▽
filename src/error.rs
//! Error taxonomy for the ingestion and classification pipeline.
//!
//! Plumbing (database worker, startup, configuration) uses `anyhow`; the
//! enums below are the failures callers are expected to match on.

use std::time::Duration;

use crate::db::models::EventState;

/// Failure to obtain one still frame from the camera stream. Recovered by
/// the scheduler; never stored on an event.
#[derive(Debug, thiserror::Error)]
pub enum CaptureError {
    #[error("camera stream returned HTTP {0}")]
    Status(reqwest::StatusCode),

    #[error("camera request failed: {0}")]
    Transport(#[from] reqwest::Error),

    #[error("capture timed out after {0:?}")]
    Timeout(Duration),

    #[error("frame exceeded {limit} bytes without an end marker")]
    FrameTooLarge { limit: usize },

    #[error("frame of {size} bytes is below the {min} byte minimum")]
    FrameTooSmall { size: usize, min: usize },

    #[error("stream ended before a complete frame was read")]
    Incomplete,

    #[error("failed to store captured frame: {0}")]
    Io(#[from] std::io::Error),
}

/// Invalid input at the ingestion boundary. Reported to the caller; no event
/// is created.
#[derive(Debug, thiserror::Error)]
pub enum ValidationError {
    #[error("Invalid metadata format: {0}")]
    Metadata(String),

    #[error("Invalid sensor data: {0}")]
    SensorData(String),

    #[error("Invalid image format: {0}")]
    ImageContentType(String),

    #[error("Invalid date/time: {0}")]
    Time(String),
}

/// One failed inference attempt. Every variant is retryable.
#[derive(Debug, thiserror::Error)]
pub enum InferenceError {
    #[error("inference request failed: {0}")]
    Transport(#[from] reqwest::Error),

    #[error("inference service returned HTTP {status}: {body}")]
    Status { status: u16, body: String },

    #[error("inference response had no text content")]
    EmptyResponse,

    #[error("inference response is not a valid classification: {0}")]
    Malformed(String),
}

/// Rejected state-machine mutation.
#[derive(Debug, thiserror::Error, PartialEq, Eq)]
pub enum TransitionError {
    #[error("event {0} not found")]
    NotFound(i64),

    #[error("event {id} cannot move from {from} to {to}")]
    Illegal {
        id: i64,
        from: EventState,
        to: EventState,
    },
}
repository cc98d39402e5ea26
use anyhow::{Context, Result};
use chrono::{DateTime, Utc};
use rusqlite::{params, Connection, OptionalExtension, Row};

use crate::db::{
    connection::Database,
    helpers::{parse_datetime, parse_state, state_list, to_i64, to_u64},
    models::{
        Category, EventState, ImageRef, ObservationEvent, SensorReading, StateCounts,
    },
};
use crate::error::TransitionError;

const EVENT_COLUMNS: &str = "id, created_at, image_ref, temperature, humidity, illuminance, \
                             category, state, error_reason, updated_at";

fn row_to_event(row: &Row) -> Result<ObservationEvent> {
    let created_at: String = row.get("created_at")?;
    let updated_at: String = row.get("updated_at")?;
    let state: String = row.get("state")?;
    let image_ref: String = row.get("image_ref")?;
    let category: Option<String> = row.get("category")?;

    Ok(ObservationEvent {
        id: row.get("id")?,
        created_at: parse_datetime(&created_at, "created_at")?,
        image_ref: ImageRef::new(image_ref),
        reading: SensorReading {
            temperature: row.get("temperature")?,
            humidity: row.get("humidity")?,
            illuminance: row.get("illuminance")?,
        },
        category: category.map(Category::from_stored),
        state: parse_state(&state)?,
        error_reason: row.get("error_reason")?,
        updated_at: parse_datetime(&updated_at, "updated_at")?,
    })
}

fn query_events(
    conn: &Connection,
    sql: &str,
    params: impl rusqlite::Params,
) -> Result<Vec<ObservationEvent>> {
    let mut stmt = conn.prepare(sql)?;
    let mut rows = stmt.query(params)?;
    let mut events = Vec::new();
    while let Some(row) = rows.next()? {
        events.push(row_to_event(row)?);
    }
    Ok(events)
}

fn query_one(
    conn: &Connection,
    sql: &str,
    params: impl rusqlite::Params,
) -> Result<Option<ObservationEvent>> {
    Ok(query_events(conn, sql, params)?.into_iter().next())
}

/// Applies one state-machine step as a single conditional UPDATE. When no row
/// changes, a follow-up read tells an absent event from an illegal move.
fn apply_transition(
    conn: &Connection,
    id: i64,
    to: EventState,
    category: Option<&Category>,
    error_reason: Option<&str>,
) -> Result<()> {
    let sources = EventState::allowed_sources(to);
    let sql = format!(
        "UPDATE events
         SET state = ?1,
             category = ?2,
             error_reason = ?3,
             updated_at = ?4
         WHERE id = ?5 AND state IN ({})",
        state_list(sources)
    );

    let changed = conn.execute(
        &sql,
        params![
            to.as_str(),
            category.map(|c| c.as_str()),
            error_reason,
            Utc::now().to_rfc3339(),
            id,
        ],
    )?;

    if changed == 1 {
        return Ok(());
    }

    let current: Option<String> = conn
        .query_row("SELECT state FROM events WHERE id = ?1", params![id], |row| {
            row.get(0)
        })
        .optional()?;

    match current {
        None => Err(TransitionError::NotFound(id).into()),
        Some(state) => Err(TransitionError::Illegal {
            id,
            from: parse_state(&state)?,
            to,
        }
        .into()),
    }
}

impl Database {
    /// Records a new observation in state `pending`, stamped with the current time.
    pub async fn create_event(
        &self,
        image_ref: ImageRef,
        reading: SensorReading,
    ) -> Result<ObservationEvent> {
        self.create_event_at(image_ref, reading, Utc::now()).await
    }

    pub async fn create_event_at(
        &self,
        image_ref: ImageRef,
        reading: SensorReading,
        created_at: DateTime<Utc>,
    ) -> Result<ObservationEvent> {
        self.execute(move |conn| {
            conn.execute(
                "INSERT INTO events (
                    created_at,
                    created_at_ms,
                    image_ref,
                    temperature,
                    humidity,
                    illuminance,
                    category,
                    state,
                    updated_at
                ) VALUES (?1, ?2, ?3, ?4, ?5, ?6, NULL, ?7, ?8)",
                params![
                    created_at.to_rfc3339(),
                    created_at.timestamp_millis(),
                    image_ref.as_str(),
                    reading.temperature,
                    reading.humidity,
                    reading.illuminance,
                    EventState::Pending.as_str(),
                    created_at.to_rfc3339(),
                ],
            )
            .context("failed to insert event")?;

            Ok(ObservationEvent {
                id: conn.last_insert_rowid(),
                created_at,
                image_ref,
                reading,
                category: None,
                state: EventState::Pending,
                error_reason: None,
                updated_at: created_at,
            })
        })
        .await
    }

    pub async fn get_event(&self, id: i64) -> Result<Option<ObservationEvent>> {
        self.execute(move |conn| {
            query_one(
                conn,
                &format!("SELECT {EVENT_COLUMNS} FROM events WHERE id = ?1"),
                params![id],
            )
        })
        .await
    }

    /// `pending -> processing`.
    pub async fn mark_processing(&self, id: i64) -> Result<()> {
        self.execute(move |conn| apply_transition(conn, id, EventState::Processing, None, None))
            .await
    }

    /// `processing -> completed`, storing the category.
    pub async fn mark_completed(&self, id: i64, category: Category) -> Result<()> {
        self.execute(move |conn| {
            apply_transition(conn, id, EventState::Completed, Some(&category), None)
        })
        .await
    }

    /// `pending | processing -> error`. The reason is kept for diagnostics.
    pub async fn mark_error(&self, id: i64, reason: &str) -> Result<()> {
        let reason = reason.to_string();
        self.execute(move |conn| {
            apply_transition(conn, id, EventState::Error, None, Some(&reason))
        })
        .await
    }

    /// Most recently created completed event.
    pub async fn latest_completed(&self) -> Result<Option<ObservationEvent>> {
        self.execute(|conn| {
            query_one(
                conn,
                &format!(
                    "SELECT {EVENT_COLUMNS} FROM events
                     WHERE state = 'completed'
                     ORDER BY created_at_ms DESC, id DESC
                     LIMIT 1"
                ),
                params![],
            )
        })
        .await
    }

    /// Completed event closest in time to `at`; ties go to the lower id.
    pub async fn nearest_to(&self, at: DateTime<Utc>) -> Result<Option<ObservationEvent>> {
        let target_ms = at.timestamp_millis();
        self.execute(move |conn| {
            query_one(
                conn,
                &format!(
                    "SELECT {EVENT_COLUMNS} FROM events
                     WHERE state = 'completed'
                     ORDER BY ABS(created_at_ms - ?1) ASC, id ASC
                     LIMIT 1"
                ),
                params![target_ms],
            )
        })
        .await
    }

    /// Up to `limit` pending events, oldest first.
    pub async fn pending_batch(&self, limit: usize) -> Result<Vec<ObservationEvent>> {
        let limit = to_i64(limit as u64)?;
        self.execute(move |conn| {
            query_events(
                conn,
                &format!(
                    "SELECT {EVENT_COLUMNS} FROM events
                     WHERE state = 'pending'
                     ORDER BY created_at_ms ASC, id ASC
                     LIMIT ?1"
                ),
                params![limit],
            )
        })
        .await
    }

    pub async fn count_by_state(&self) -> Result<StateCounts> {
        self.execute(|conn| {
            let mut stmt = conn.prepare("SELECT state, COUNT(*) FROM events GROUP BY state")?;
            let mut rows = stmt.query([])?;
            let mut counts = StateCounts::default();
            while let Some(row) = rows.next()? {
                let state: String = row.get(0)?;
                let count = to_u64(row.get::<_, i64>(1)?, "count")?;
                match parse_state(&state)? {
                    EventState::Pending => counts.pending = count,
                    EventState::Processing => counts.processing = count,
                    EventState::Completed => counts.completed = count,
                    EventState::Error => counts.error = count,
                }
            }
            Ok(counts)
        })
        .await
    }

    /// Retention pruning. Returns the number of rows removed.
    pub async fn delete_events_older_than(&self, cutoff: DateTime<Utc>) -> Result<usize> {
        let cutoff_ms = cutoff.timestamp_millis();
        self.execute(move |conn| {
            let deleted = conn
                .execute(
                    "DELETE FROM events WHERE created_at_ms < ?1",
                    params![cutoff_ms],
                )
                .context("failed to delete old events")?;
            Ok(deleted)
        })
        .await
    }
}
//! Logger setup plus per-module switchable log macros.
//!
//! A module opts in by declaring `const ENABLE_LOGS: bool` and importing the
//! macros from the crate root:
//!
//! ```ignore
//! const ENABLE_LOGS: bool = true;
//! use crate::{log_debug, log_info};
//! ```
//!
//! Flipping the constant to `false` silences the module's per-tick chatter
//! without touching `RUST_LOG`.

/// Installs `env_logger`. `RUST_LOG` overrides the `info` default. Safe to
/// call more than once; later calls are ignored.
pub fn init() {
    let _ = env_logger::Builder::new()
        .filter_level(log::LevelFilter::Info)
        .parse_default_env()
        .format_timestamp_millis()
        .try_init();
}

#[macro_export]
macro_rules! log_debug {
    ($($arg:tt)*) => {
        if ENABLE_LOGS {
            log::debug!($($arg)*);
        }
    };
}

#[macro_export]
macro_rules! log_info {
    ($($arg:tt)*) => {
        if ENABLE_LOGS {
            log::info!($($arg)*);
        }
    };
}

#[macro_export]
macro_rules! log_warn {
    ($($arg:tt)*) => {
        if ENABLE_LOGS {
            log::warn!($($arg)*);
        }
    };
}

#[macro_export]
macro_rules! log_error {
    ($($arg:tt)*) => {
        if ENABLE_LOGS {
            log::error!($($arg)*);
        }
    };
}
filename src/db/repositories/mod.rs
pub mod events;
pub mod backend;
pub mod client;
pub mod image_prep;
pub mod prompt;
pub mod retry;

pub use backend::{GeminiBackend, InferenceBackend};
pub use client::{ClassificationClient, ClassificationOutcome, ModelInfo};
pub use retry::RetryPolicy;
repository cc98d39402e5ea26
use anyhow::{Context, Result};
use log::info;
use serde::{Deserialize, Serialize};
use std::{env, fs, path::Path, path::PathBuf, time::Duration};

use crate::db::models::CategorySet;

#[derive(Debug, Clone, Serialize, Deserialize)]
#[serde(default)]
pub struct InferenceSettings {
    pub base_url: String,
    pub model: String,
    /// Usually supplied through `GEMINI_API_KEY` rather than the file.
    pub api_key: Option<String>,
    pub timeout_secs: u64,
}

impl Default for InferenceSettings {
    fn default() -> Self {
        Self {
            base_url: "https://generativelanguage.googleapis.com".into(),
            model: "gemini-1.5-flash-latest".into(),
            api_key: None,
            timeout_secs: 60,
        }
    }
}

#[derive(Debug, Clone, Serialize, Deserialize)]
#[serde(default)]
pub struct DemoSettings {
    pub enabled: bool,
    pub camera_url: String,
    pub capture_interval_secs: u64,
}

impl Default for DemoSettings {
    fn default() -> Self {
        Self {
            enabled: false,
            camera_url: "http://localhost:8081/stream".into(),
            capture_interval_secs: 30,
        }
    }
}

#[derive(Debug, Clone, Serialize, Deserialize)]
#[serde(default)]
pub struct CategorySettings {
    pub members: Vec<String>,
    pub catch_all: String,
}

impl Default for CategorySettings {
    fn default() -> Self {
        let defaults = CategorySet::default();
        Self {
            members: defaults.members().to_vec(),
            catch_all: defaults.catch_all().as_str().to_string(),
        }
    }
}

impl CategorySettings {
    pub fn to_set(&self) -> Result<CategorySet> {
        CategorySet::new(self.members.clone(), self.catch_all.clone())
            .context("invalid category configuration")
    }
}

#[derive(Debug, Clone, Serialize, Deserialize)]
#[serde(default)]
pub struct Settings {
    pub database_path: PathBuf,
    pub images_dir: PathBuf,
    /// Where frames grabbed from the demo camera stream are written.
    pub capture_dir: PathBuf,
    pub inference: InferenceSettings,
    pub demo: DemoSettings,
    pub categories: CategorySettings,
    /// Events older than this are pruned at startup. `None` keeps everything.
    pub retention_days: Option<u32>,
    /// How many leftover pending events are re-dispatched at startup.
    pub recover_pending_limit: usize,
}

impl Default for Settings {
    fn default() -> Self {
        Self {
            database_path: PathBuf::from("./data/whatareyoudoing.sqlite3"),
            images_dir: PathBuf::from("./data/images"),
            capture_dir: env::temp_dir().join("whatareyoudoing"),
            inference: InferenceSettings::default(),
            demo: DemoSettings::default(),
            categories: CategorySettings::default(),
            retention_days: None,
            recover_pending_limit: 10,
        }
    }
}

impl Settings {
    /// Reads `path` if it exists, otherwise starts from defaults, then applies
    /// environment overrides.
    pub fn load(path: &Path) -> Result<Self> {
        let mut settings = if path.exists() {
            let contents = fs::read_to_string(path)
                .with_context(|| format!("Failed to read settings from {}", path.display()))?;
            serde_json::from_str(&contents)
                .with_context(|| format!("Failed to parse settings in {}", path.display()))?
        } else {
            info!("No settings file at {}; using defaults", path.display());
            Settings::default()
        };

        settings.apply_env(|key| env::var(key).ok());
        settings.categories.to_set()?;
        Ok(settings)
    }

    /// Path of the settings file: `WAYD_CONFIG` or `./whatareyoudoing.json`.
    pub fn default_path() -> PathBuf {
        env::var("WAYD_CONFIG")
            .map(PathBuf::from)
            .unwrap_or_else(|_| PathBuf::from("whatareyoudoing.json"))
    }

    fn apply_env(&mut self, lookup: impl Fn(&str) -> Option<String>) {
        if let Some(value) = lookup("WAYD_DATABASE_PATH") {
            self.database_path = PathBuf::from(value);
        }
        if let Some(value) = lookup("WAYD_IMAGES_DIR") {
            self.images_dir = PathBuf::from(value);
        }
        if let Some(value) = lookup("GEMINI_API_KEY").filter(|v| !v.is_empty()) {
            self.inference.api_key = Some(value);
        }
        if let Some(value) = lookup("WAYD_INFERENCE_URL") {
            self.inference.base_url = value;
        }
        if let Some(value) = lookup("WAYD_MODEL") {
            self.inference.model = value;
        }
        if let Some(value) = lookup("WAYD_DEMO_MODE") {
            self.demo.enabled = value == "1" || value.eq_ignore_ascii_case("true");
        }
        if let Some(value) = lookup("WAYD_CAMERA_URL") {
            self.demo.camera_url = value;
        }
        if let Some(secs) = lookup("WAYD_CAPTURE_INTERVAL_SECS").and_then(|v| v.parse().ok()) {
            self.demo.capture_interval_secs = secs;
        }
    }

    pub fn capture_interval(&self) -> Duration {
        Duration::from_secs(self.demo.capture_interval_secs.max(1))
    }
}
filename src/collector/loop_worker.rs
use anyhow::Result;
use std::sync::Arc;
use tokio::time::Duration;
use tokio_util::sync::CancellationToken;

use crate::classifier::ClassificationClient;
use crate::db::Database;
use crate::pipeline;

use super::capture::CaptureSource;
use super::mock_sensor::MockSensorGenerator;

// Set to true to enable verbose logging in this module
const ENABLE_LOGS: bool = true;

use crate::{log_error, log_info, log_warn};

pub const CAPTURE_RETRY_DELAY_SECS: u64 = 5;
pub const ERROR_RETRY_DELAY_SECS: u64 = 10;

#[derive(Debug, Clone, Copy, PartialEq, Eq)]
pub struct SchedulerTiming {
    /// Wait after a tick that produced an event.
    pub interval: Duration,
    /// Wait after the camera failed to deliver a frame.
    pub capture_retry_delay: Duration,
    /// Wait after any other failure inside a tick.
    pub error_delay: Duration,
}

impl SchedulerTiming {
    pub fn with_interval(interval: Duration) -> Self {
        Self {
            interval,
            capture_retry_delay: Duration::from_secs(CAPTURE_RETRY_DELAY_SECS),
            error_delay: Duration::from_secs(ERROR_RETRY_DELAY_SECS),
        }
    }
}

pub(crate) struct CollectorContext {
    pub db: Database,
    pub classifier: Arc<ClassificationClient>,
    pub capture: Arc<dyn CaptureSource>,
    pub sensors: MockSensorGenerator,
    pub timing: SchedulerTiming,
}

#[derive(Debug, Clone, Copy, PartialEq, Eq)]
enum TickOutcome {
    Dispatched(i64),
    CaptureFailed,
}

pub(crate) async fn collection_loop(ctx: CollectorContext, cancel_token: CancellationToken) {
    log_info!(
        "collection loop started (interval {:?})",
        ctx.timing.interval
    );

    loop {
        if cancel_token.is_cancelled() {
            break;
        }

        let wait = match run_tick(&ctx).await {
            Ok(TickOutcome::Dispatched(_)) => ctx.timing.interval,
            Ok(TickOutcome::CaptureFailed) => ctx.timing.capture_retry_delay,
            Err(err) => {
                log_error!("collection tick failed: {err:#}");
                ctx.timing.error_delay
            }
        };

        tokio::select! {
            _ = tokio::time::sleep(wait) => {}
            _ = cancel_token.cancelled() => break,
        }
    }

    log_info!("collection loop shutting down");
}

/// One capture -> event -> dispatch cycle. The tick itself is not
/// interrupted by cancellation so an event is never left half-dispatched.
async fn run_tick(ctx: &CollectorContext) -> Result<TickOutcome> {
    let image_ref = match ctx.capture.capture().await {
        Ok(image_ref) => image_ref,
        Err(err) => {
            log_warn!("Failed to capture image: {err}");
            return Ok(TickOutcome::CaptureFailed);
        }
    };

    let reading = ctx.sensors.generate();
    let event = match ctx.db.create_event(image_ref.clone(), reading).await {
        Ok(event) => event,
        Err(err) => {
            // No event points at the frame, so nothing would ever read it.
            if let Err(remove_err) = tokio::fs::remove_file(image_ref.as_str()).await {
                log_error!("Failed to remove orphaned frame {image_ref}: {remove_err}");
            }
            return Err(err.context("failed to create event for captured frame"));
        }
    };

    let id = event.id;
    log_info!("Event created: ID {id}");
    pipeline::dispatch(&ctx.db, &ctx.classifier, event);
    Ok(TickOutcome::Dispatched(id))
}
△
Task — Print exactly the lines of the listing above starting at the line containing "pub async fn nearest_to(&self, at: DateTime<Utc>)" and ending at the line containing "let mut counts", both included.

Output of the task —
    pub async fn nearest_to(&self, at: DateTime<Utc>) -> Result<Option<ObservationEvent>> {
        let target_ms = at.timestamp_millis();
        self.execute(move |conn| {
            query_one(
                conn,
                &format!(
                    "SELECT {EVENT_COLUMNS} FROM events
                     WHERE state = 'completed'
                     ORDER BY ABS(created_at_ms - ?1) ASC, id ASC
                     LIMIT 1"
                ),
                params![target_ms],
            )
        })
        .await
    }

    /// Up to `limit` pending events, oldest first.
    pub async fn pending_batch(&self, limit: usize) -> Result<Vec<ObservationEvent>> {
        let limit = to_i64(limit as u64)?;
        self.execute(move |conn| {
            query_events(
                conn,
                &format!(
                    "SELECT {EVENT_COLUMNS} FROM events
                     WHERE state = 'pending'
                     ORDER BY created_at_ms ASC, id ASC
                     LIMIT ?1"
                ),
                params![limit],
            )
        })
        .await
    }

    pub async fn count_by_state(&self) -> Result<StateCounts> {
        self.execute(|conn| {
            let mut stmt = conn.prepare("SELECT state, COUNT(*) FROM events GROUP BY state")?;
            let mut rows = stmt.query([])?;
            let mut counts = StateCounts::default();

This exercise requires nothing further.